Dot Wordsworth

Homogeneous

issue 29 September 2012

So far this year everyone has been too busy sitting in front of the television to go rioting, in England at least. But the Independent Riots Communities and Victims Panel has published its final report on why last August’s riots took place. Clearing the ground, it said: ‘We know that the rioters were not a homogenous group of people all acting for the same reasons.’

There is such a word as homogenous, but it is not the one called for here. Homogenous is a synonym for homogenetic, meaning ‘having a common ancestor’. The riot panel did not intend to discuss whether the rioters had a common ancestry. Darwin used homogenous in the sixth edition of The Origin of Species, commenting on Ray Lankester’s distinction between structures that resemble each other in different animals ‘owing to their descent from a common progenitor’ (homogenous) and ‘resemblances which cannot thus be accounted for’ (homoplastic).

The marvellous complication was that surgeons later came to use homogenetic and homoplastic in the same sense, for transplant tissue taken from an individual of the same species. So homogenous became a synonym for two words with opposite meanings. It makes the theological distinction between homoousion and homoiousion look simple. In that case, Gibbon pretended that the difference of one letter was risible and ‘almost invisible to the nicest theological eye’ — as if the difference between cat and coat were negligible on a cold day.

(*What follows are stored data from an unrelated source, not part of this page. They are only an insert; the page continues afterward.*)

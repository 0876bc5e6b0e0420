//! Impulse leg detection
//!
//! An impulse is anchored on the most recent displacement-sized candle, then
//! stretched back to the swing it launched from and forward to the extreme
//! it ran to.

use super::bars::{to_ticks, Bar};
use super::signal::Bias;
use super::swings::{is_swing_high, is_swing_low};
use chrono::{DateTime, Utc};
use serde::{Deserialize, Serialize};

#[derive(Debug, Clone, Serialize, Deserialize)]
#[serde(default)]
pub struct ImpulseConfig {
    /// Anchor candle body vs average body
    pub body_multiplier: f64,
    /// Bars each side to confirm the origin swing
    pub swing_lookback: usize,
    pub min_leg_ticks: f64,
    /// Furthest the anchor (and leg ends) may sit from the newest bar
    pub max_bars_back: usize,
}

impl Default for ImpulseConfig {
    fn default() -> Self {
        Self {
            body_multiplier: 2.0,
            swing_lookback: 3,
            min_leg_ticks: 10.0,
            max_bars_back: 30,
        }
    }
}

#[derive(Debug, Clone, PartialEq, Serialize, Deserialize)]
pub struct ImpulseLeg {
    pub direction: Bias,
    pub start_price: f64,
    pub end_price: f64,
    pub start_index: usize,
    pub end_index: usize,
    pub start_time: DateTime<Utc>,
    pub end_time: DateTime<Utc>,
    /// Anchor candle
    pub displacement_index: usize,
    pub size_ticks: f64,
    /// Anchor body / average body
    pub displacement_ratio: f64,
}

impl ImpulseLeg {
    pub fn high(&self) -> f64 {
        self.start_price.max(self.end_price)
    }

    pub fn low(&self) -> f64 {
        self.start_price.min(self.end_price)
    }

    pub fn range(&self) -> f64 {
        self.high() - self.low()
    }

    /// Same anchor and origin as `other`
    pub fn same_leg(&self, other: &ImpulseLeg) -> bool {
        self.direction == other.direction
            && self.start_index == other.start_index
            && self.displacement_index == other.displacement_index
    }
}

/// Find the current impulse leg in `bars` (`bars[0]` has index `first_index`)
pub fn detect_impulse(
    bars: &[Bar],
    first_index: usize,
    average_body: f64,
    config: &ImpulseConfig,
    tick_size: f64,
) -> Option<ImpulseLeg> {
    let n = bars.len();
    if n < config.swing_lookback * 2 + 5 || average_body <= 0.0 {
        return None;
    }

    let oldest = n.saturating_sub(config.max_bars_back + 1);
    let anchor = (oldest..n)
        .rev()
        .find(|&k| bars[k].body() >= config.body_multiplier * average_body && bars[k].open != bars[k].close)?;
    let anchor_bar = &bars[anchor];
    let direction = if anchor_bar.is_bullish() { Bias::Bullish } else { Bias::Bearish };

    // Walk back to the origin swing, remembering the extreme seen on the way
    let lookback = config.swing_lookback;
    let floor = anchor.saturating_sub(config.max_bars_back);
    let mut origin = anchor;
    let mut found_swing = false;
    for j in (floor..=anchor).rev() {
        let better = match direction {
            Bias::Bullish => bars[j].low < bars[origin].low,
            Bias::Bearish => bars[j].high > bars[origin].high,
        };
        if better {
            origin = j;
        }
        if j < anchor {
            let confirmed = match direction {
                Bias::Bullish => is_swing_low(bars, j, lookback.min(j), lookback),
                Bias::Bearish => is_swing_high(bars, j, lookback.min(j), lookback),
            };
            if confirmed {
                origin = j;
                found_swing = true;
                break;
            }
        }
    }
    if !found_swing && origin == anchor {
        return None;
    }

    // Forward to the furthest extreme in the direction of travel
    let last = (anchor + config.max_bars_back).min(n - 1);
    let mut extreme = anchor;
    for k in anchor..=last {
        let better = match direction {
            Bias::Bullish => bars[k].high > bars[extreme].high,
            Bias::Bearish => bars[k].low < bars[extreme].low,
        };
        if better {
            extreme = k;
        }
    }

    let (start_price, end_price) = match direction {
        Bias::Bullish => (bars[origin].low, bars[extreme].high),
        Bias::Bearish => (bars[origin].high, bars[extreme].low),
    };
    let size_ticks = to_ticks((end_price - start_price).abs(), tick_size);
    if size_ticks < config.min_leg_ticks {
        return None;
    }

    Some(ImpulseLeg {
        direction,
        start_price,
        end_price,
        start_index: first_index + origin,
        end_index: first_index + extreme,
        start_time: bars[origin].timestamp,
        end_time: bars[extreme].timestamp,
        displacement_index: first_index + anchor,
        size_ticks,
        displacement_ratio: anchor_bar.body() / average_body,
    })
}

#[cfg(test)]
mod tests {
    use super::*;
    use crate::trading_core::bars::test_support::*;

    /// Drift down into a swing low, then a large bullish candle and follow-through
    fn bullish_leg_bars() -> Vec<Bar> {
        bars_from(&[
            (105.0, 105.5, 104.5, 104.75),
            (104.75, 105.0, 104.0, 104.25),
            (104.25, 104.5, 103.5, 103.75),
            (103.75, 104.0, 103.0, 103.25),
            (103.25, 103.5, 102.5, 102.75),
            (102.75, 103.0, 102.0, 102.5), // origin low 102.0
            (102.5, 103.0, 102.25, 102.75),
            (102.75, 103.25, 102.5, 103.0),
            (103.0, 103.5, 102.75, 103.25),
            (103.25, 106.5, 103.0, 106.25), // anchor, body 3.0
            (106.25, 107.5, 106.0, 107.0),
            (107.25, 107.75, 106.75, 107.0),
            (107.0, 107.25, 106.5, 106.75),
        ])
    }

    #[test]
    fn test_detects_bullish_leg() {
        let bars = bullish_leg_bars();
        let leg = detect_impulse(&bars, 50, 0.5, &ImpulseConfig::default(), 0.25).expect("impulse");
        assert_eq!(leg.direction, Bias::Bullish);
        assert_eq!(leg.start_price, 102.0);
        assert_eq!(leg.start_index, 55);
        assert_eq!(leg.end_price, 107.75);
        assert_eq!(leg.end_index, 61);
        assert_eq!(leg.displacement_index, 59);
        assert_eq!(leg.size_ticks, 23.0);
        assert!((leg.displacement_ratio - 6.0).abs() < 1e-9);
    }

    #[test]
    fn test_rejects_small_leg() {
        let bars = bullish_leg_bars();
        let config = ImpulseConfig {
            min_leg_ticks: 40.0,
            ..Default::default()
        };
        assert!(detect_impulse(&bars, 0, 0.5, &config, 0.25).is_none());
    }

    #[test]
    fn test_no_anchor_no_leg() {
        let bars = bullish_leg_bars();
        // Average body so large nothing qualifies
        assert!(detect_impulse(&bars, 0, 10.0, &ImpulseConfig::default(), 0.25).is_none());
        assert!(detect_impulse(&bars[..8], 0, 0.5, &ImpulseConfig::default(), 0.25).is_none());
    }

    #[test]
    fn test_bearish_leg_mirrors() {
        let mirrored: Vec<Bar> = bullish_leg_bars()
            .into_iter()
            .map(|b| {
                let mut m = b.clone();
                m.open = 200.0 - b.open;
                m.close = 200.0 - b.close;
                m.high = 200.0 - b.low;
                m.low = 200.0 - b.high;
                m
            })
            .collect();
        let leg = detect_impulse(&mirrored, 0, 0.5, &ImpulseConfig::default(), 0.25).expect("impulse");
        assert_eq!(leg.direction, Bias::Bearish);
        assert_eq!(leg.start_price, 98.0);
        assert_eq!(leg.end_price, 92.25);
        assert!(leg.high() >= leg.low());
    }
}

No, the word the riot panel wanted was homogeneous. The Oxford English Dictionary notes that the erroneous spelling of homogenous for homogeneous is less common that its mispronunciation, which it suggests is influenced by the verb homogenise, used since 1904 to describe something done to milk. The mistaken form homogenous to mean ‘of like kind’ is matched by the erroneous heterogenous, ‘of unlike kind’, also pronounced with the stress on the o.